Jared Bernstein, a former chief economist to Vice President Joe Biden, is a senior fellow at the Center on Budget and Policy Priorities and author of 'The Reconnection Agenda: Reuniting Growth and Prosperity'.

(AP Photo/Julio Cortez)

Richard Rothstein’s new book, “The Color of Law,” is getting a great deal of well-deserved attention. As I mentioned on PostEverything the other day, it is a meticulously drawn “history of explicit racial residential segregation in America, the vestiges of which remain crystal clear today.” Richard is an old friend of mine, and while I’m very glad to hear he’s swamped doing interviews, he was kind enough to take a moment to answer some questions about the book.

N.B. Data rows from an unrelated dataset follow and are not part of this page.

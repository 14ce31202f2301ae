//! # Ensemble Reordering Test Suite
//!
//! Unified test crate containing:
//!
//! ## Structure
//!
//! ```text
//! tests/src/
//! └── integration/      # Cross-crate flows
//!     ├── fixtures.rs           # Shared ensembles
//!     ├── scoring_flow.rs       # Metrics + scoring
//!     ├── strategy_flow.rs      # Catalog on structured data
//!     ├── reordering_flow.rs    # Coordinator + file checkpoints
//!     ├── interestingness_flow.rs
//!     └── batch_flow.rs         # Whole batch from a JSON document
//! tests/benches/
//! └── reordering_benchmarks.rs
//! ```
//!
//! ## Running Tests
//!
//! ```bash
//! # All tests
//! cargo test -p ro-tests
//!
//! # One flow
//! cargo test -p ro-tests integration::reordering_flow
//!
//! # Benchmarks
//! cargo bench -p ro-tests
//! ```

pub mod integration;
//! Domain layer: input and results documents.

pub mod errors;
pub mod input;
pub mod results;
//! Ensembles shared by the integration flows and benchmarks.

use rand::rngs::StdRng;
use rand::seq::SliceRandom;
use rand::{Rng, SeedableRng};
use shared_types::{Ensemble, Permutation};

/// `n` sine rows of length `m` whose phase grows with the row index.
pub fn phase_ramp(n: usize, m: usize) -> Ensemble {
    let rows = (0..n)
        .map(|i| {
            let phase = i as f64 * std::f64::consts::PI / n as f64;
            (0..m).map(|t| (t as f64 * 0.25 + phase).sin()).collect()
        })
        .collect();
    Ensemble::from_rows(rows).unwrap_or_else(|e| panic!("fixture: {e}"))
}

/// Uniform noise in `[-1, 1)`.
pub fn noise(n: usize, m: usize, seed: u64) -> Ensemble {
    let mut rng = StdRng::seed_from_u64(seed);
    let rows = (0..n)
        .map(|_| (0..m).map(|_| rng.gen_range(-1.0..1.0)).collect())
        .collect();
    Ensemble::from_rows(rows).unwrap_or_else(|e| panic!("fixture: {e}"))
}

/// A seeded random permutation of `0..n`.
pub fn shuffle(n: usize, seed: u64) -> Permutation {
    let mut order: Vec<usize> = (0..n).collect();
    order.shuffle(&mut StdRng::seed_from_u64(seed));
    Permutation::try_new(order).unwrap_or_else(|e| panic!("fixture: {e}"))
}

/// Two blocks of sine rows with opposite sign, interleaved.
pub fn interleaved_classes(n: usize, m: usize) -> (Ensemble, Vec<bool>) {
    let mut labels = Vec::with_capacity(n);
    let rows = (0..n)
        .map(|i| {
            let positive = i % 2 == 0;
            labels.push(positive);
            let sign = if positive { 1.0 } else { -1.0 };
            let jitter = i as f64 * 0.01;
            (0..m).map(|t| sign * (t as f64 * 0.3).sin() + jitter).collect()
        })
        .collect();
    let data = Ensemble::from_rows(rows).unwrap_or_else(|e| panic!("fixture: {e}"));
    (data, labels)
}

/// A JSON input document with one stage of `n` rows.
pub fn input_document(dataset: &str, n: usize, m: usize) -> String {
    let raw = phase_ramp(n, m).reordered(&shuffle(n, 7)).unwrap_or_else(|e| panic!("fixture: {e}"));
    let labels: Vec<f64> = (0..n).map(|i| (i % 3) as f64).collect();
    serde_json::json!({
        "dataset": dataset,
        "test": {
            "raw_data": raw.to_rows(),
            "labels": labels,
            "attributions": { "Saliency": noise(n, m, 3).to_rows() }
        }
    })
    .to_string()
}
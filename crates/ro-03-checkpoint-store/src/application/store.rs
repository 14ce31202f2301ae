//! Typed checkpoint access over a byte-level [`KeyValueStore`].

use crate::domain::errors::CheckpointError;
use crate::domain::key::CheckpointKey;
use crate::ports::outbound::KeyValueStore;
use serde::de::DeserializeOwned;
use serde::Serialize;
use tracing::{debug, info};

/// Write-once typed checkpoint store. Values are encoded with `bincode`.
pub struct CheckpointStore<S: KeyValueStore> {
    store: S,
}

impl<S: KeyValueStore> CheckpointStore<S> {
    pub fn new(store: S) -> Self {
        Self { store }
    }

    /// Underlying byte store.
    pub fn inner(&self) -> &S {
        &self.store
    }

    /// Load the record under `key`, or `None` when nothing was saved yet.
    pub fn check<T: DeserializeOwned>(&self, key: &CheckpointKey) -> Result<Option<T>, CheckpointError> {
        let storage_key = key.storage_key();
        let Some(bytes) = self.store.get(&storage_key)? else {
            debug!(key = %storage_key, "Checkpoint miss");
            return Ok(None);
        };

        let value = bincode::deserialize(&bytes).map_err(|e| CheckpointError::Decode {
            key: storage_key.clone(),
            message: e.to_string(),
        })?;
        debug!(key = %storage_key, bytes = bytes.len(), "Checkpoint hit");
        Ok(Some(value))
    }

    /// Persist `value` under `key` unless a record exists.
    ///
    /// Returns `false` (and keeps the existing record) when the key is taken.
    pub fn save<T: Serialize>(&self, key: &CheckpointKey, value: &T) -> Result<bool, CheckpointError> {
        let storage_key = key.storage_key();
        let bytes = bincode::serialize(value).map_err(|e| CheckpointError::Encode {
            key: storage_key.clone(),
            message: e.to_string(),
        })?;

        let written = self.store.put_if_absent(&storage_key, &bytes)?;
        if written {
            info!(key = %storage_key, bytes = bytes.len(), "Checkpoint saved");
        } else {
            debug!(key = %storage_key, "Checkpoint already present, keeping original");
        }
        Ok(written)
    }
}

#[cfg(test)]
mod tests {
    use super::*;
    use crate::adapters::storage::{FileKVStore, InMemoryKVStore};
    use shared_types::{NamedOrdering, Permutation, SeriesKind, Stage, StrategyFamily};

    fn key(family: StrategyFamily) -> CheckpointKey {
        CheckpointKey::new("demo", Stage::Test, SeriesKind::RawData, family)
    }

    fn orderings(name: &str) -> Vec<NamedOrdering> {
        vec![NamedOrdering::new(
            name,
            Permutation::try_new(vec![2, 0, 1]).unwrap(),
        )]
    }

    #[test]
    fn test_save_then_check() {
        let store = CheckpointStore::new(InMemoryKVStore::new());
        let k = key(StrategyFamily::Naive);

        assert_eq!(store.check::<Vec<NamedOrdering>>(&k).unwrap(), None);
        assert!(store.save(&k, &orderings("Sorting")).unwrap());
        assert_eq!(store.check(&k).unwrap(), Some(orderings("Sorting")));
    }

    #[test]
    fn test_save_is_write_once() {
        let store = CheckpointStore::new(InMemoryKVStore::new());
        let k = key(StrategyFamily::Feature);

        assert!(store.save(&k, &orderings("first")).unwrap());
        assert!(!store.save(&k, &orderings("second")).unwrap());
        assert_eq!(store.check(&k).unwrap(), Some(orderings("first")));
    }

    #[test]
    fn test_corrupt_record_is_decode_error() {
        let store = CheckpointStore::new(InMemoryKVStore::new());
        let k = key(StrategyFamily::Projection);
        store.inner().put_if_absent(&k.storage_key(), &[1, 2]).unwrap();

        let result = store.check::<Vec<NamedOrdering>>(&k);
        assert!(matches!(result, Err(CheckpointError::Decode { .. })));
    }

    #[test]
    fn test_file_store_roundtrip() {
        let dir = tempfile::tempdir().unwrap();
        let store = CheckpointStore::new(FileKVStore::open(dir.path()).unwrap());
        let k = key(StrategyFamily::Clustering);

        store.save(&k, &orderings("Ward Euclidean")).unwrap();
        assert!(dir.path().join("demo-test-raw-data-clustering.ckpt").is_file());

        let reopened = CheckpointStore::new(FileKVStore::open(dir.path()).unwrap());
        assert_eq!(reopened.check(&k).unwrap(), Some(orderings("Ward Euclidean")));
    }
}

Jared Bernstein: One of your main themes is that today’s residential segregation is the result of years of “unhidden public policies.” Similarly, you distinguish between a de facto system of racial segregation and a de jure system. Why is this distinction so important?

Richard Rothstein: The Supreme Court has established a constitutional rule that “private” actions (de facto) do not violate the 14th Amendment, and therefore only indirect remedies are permissible, but government action (de jure) violates the Fifth and 14th Amendments and requires constitutional and explicit remediation.

J.B.: That begs this question. A typical sentence from an early chapter reads that “one of the federal government’s specifications for mortgage insurance … was an openly stated prohibition on sales to African Americans.” Even in the 1950s, surely that was unconstitutional. In much of the history you recount, the Constitution is MIA. Is that just a function of discrimination and prejudice, or is there more to it?

R.R.: It was unconstitutional since 1866. Something doesn’t become unconstitutional only because the Supreme Court belatedly recognizes this. Nobody (hardly) would contend that school segregation was constitutional before 1954. The federal government ignored the requirements of the Civil War amendments from their adoption until the 1960s.

J.B.: What do you mean when you say the belief in de facto segregation is “too comfortable a notion?”

R.R.: If segregation happened by accident, then it is convenient to believe it only can be remedied indirectly, or by accident. But if we understand it is a government creation, then we are forced to confront the imperative for remedial action. As I wrote, letting bygones be bygones is not a policy worthy of a constitutional democracy.

J.B.: The research you’ve done for this book strikes me as meticulous. Have you gotten much pushback? For example, I suspect some critics don’t deny your evidence but claim such practices are long gone.

R.R.: Yes, such practices are long gone. But the effects remain. If we desegregate buses, you can sit anywhere on the bus the same day. But if we were to desegregate housing, African Americans could not pick up and move to all-white suburbs the next day. For one thing, they are now unaffordable. They were affordable to African Americans when they were first built, but are so no longer. African American incomes are about, on average, 60 percent of white incomes, but African American wealth is, on average, about seven percent of white wealth. That enormous difference is almost entirely attributable to federal unconstitutional housing policy of the mid-20th century and it results in the enduring effects of de jure segregation without explicit remedy.

J.B.: Among the fixes you consider are: a) increasing the value of Section 8 rental vouchers so those who hold them could afford to live in better, more integrated neighborhoods, and b) making housing-related tax breaks, like the mortgage interest deduction, conditional on efforts to desegregate housing. While such ideas won’t be coming out of the Trump administration, do you think the Democratic candidates should make them part of the platform?

R.R.: No, they would not have come out of a Clinton administration, either. Until there is a consensus around the reality that we have de jure residential segregation, I see little possibility of effective remedies. The purpose of the book is to assist in development of this consensus. Ta-Nehisi Coates, Nikole Hannah-Jones and others have also been contributing. As for the Section 8 reform you mention, the Obama Administration adopted a rule to this effect, and the Trump Administration has instructed local housing agencies not to enforce it. Moreover, Section 8 is for poor people. The book is about the segregation of all African Americans, the vast majority of whom are not poor (although they have a much higher poverty rate than whites).